*EXERCISE AIM*:
Pick out every line of the entries below where "UserPatch" occurs, and copy those lines.
=======
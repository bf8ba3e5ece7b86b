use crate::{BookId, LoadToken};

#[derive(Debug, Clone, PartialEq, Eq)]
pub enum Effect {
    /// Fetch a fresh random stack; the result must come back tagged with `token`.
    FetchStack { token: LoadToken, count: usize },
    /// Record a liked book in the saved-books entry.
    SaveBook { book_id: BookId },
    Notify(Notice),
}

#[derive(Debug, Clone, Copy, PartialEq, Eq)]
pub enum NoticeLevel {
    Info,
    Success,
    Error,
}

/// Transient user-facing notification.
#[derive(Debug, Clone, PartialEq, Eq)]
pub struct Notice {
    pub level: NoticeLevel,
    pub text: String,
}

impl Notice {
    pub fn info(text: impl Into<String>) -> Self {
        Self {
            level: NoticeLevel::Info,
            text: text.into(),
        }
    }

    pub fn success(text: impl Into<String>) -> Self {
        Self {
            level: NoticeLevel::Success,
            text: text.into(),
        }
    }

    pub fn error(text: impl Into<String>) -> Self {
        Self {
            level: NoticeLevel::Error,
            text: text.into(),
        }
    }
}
=======
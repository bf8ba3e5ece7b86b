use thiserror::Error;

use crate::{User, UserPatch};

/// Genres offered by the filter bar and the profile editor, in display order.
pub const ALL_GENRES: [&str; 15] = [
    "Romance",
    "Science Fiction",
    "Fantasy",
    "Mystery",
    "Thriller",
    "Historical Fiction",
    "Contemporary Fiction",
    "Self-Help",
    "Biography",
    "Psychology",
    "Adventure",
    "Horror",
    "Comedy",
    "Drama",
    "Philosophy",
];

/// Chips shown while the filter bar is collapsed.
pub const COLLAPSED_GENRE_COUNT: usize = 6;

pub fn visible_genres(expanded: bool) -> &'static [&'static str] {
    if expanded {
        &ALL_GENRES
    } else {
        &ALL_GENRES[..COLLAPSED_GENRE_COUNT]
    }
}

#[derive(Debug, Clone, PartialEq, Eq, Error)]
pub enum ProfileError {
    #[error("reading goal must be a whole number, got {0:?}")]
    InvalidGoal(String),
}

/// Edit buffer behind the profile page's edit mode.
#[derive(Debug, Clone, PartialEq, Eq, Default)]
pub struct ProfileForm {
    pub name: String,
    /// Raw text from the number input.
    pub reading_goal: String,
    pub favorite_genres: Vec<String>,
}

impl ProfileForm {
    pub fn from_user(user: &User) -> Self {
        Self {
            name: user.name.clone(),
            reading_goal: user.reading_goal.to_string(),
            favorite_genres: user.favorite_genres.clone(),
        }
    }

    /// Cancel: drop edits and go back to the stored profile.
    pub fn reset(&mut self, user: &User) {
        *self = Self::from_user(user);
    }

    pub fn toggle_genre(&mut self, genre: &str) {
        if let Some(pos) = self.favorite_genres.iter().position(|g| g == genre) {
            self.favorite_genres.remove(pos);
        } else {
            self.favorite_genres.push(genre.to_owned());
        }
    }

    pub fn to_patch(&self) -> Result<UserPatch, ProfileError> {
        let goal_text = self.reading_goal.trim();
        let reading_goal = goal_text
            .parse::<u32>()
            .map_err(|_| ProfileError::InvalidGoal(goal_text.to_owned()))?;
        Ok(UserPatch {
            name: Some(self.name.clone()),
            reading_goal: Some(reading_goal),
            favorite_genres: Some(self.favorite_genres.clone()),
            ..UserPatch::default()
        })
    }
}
=======
*OUTPUT*:
use crate::{User, UserPatch};
    pub fn to_patch(&self) -> Result<UserPatch, ProfileError> {
        Ok(UserPatch {
            ..UserPatch::default()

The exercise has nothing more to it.